• [GOAL OF THE EXERCISE]: Here the answer should be the line with "self.r, self.g, self.b)" and all the lines after it through the end of the listing, each repeated exactly, and no other text.

BEGIN SOURCE RECORDS

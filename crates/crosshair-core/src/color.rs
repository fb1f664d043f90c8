// File: crates/crosshair-core/src/color.rs
// Summary: RGBA colour value with CSS-style parsing for option tables.

use std::fmt;
use std::str::FromStr;

use serde::{Deserialize, Serialize};

use crate::error::ColorParseError;

/// Straight (non-premultiplied) RGBA colour.
#[derive(Clone, Copy, Debug, PartialEq, Eq, Hash, Serialize, Deserialize)]
#[serde(try_from = "String", into = "String")]
pub struct Color {
    pub r: u8,
    pub g: u8,
    pub b: u8,
    pub a: u8,
}

impl Color {
    pub const WHITE: Color = Color::from_rgb(255, 255, 255);
    pub const BLACK: Color = Color::from_rgb(0, 0, 0);
    pub const TRANSPARENT: Color = Color::from_argb(0, 0, 0, 0);

    pub const fn from_rgb(r: u8, g: u8, b: u8) -> Self { Self { r, g, b, a: 255 } }
    pub const fn from_argb(a: u8, r: u8, g: u8, b: u8) -> Self { Self { r, g, b, a } }

    /// Alpha as a fraction in `[0, 1]`.
    pub fn alpha_f32(&self) -> f32 { self.a as f32 / 255.0 }
}

impl FromStr for Color {
    type Err = ColorParseError;

    /// Accepts `#rgb`, `#rgba`, `#rrggbb`, `#rrggbbaa`, `rgb(r,g,b)`,
    /// `rgba(r,g,b,a)` with `a` in `[0,1]`, and a handful of names.
    fn from_str(s: &str) -> Result<Self, Self::Err> {
        let err = || ColorParseError(s.to_string());
        let t = s.trim().to_ascii_lowercase();
        match t.as_str() {
            "white" => return Ok(Color::WHITE),
            "black" => return Ok(Color::BLACK),
            "transparent" => return Ok(Color::TRANSPARENT),
            "red" => return Ok(Color::from_rgb(255, 0, 0)),
            "green" => return Ok(Color::from_rgb(0, 128, 0)),
            "blue" => return Ok(Color::from_rgb(0, 0, 255)),
            _ => {}
        }

        if let Some(hex) = t.strip_prefix('#') {
            let nib = |c: u8| (c as char).to_digit(16).map(|d| d as u8);
            let bytes = hex.as_bytes();
            let mut v = Vec::with_capacity(bytes.len());
            for &c in bytes { v.push(nib(c).ok_or_else(err)?); }
            return match v.len() {
                3 | 4 => {
                    let a = if v.len() == 4 { v[3] * 17 } else { 255 };
                    Ok(Color { r: v[0] * 17, g: v[1] * 17, b: v[2] * 17, a })
                }
                6 | 8 => {
                    let a = if v.len() == 8 { v[6] << 4 | v[7] } else { 255 };
                    Ok(Color { r: v[0] << 4 | v[1], g: v[2] << 4 | v[3], b: v[4] << 4 | v[5], a })
                }
                _ => Err(err()),
            };
        }

        let args = t
            .strip_prefix("rgba(")
            .or_else(|| t.strip_prefix("rgb("))
            .and_then(|rest| rest.strip_suffix(')'))
            .ok_or_else(err)?;
        let parts: Vec<&str> = args.split(',').map(str::trim).collect();
        if parts.len() != 3 && parts.len() != 4 {
            return Err(err());
        }
        let channel = |p: &str| p.parse::<f64>().ok().filter(|v| (0.0..=255.0).contains(v)).map(|v| v.round() as u8);
        let r = channel(parts[0]).ok_or_else(err)?;
        let g = channel(parts[1]).ok_or_else(err)?;
        let b = channel(parts[2]).ok_or_else(err)?;
        let a = match parts.get(3) {
            Some(p) => {
                let f = p.parse::<f64>().ok().filter(|v| (0.0..=1.0).contains(v)).ok_or_else(err)?;
                (f * 255.0).round() as u8
            }
            None => 255,
        };
        Ok(Color { r, g, b, a })
    }
}

impl TryFrom<String> for Color {
    type Error = ColorParseError;
    fn try_from(s: String) -> Result<Self, Self::Error> { s.parse() }
}

impl From<Color> for String {
    fn from(c: Color) -> Self { c.to_string() }
}

impl fmt::Display for Color {
    fn fmt(&self, f: &mut fmt::Formatter<'_>) -> fmt::Result {
        if self.a == 255 {
            write!(f, "#{:02x}{:02x}{:02x}", self.r, self.g, self.b)
        } else {
            write!(f, "#{:02x}{:02x}{:02x}{:02x}", self.r, self.g, self.b, self.a)
        }
    }
}
//! # Rendering
//!
//! Turns issue records into text for people and shells.
//!
//! | Output | Function | Consumer |
//! |--------|----------|----------|
//! | Creation script | [`render_script`] | bash + tracker CLI |
//! | Manual guide | [`render_guide`] | a person using the web UI |

mod guide;
mod script;

pub use guide::{render_guide, GuideOptions};
pub use script::{render_script, shell_quote, ScriptOptions};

END SOURCE RECORDS

• [ANSWER TO THIS EXERCISE]:
            write!(f, "#{:02x}{:02x}{:02x}", self.r, self.g, self.b)
        } else {
            write!(f, "#{:02x}{:02x}{:02x}{:02x}", self.r, self.g, self.b, self.a)
        }
    }
}
//! # Rendering
//!
//! Turns issue records into text for people and shells.
//!
//! | Output | Function | Consumer |
//! |--------|----------|----------|
//! | Creation script | [`render_script`] | bash + tracker CLI |
//! | Manual guide | [`render_guide`] | a person using the web UI |

mod guide;
mod script;

pub use guide::{render_guide, GuideOptions};
pub use script::{render_script, shell_quote, ScriptOptions};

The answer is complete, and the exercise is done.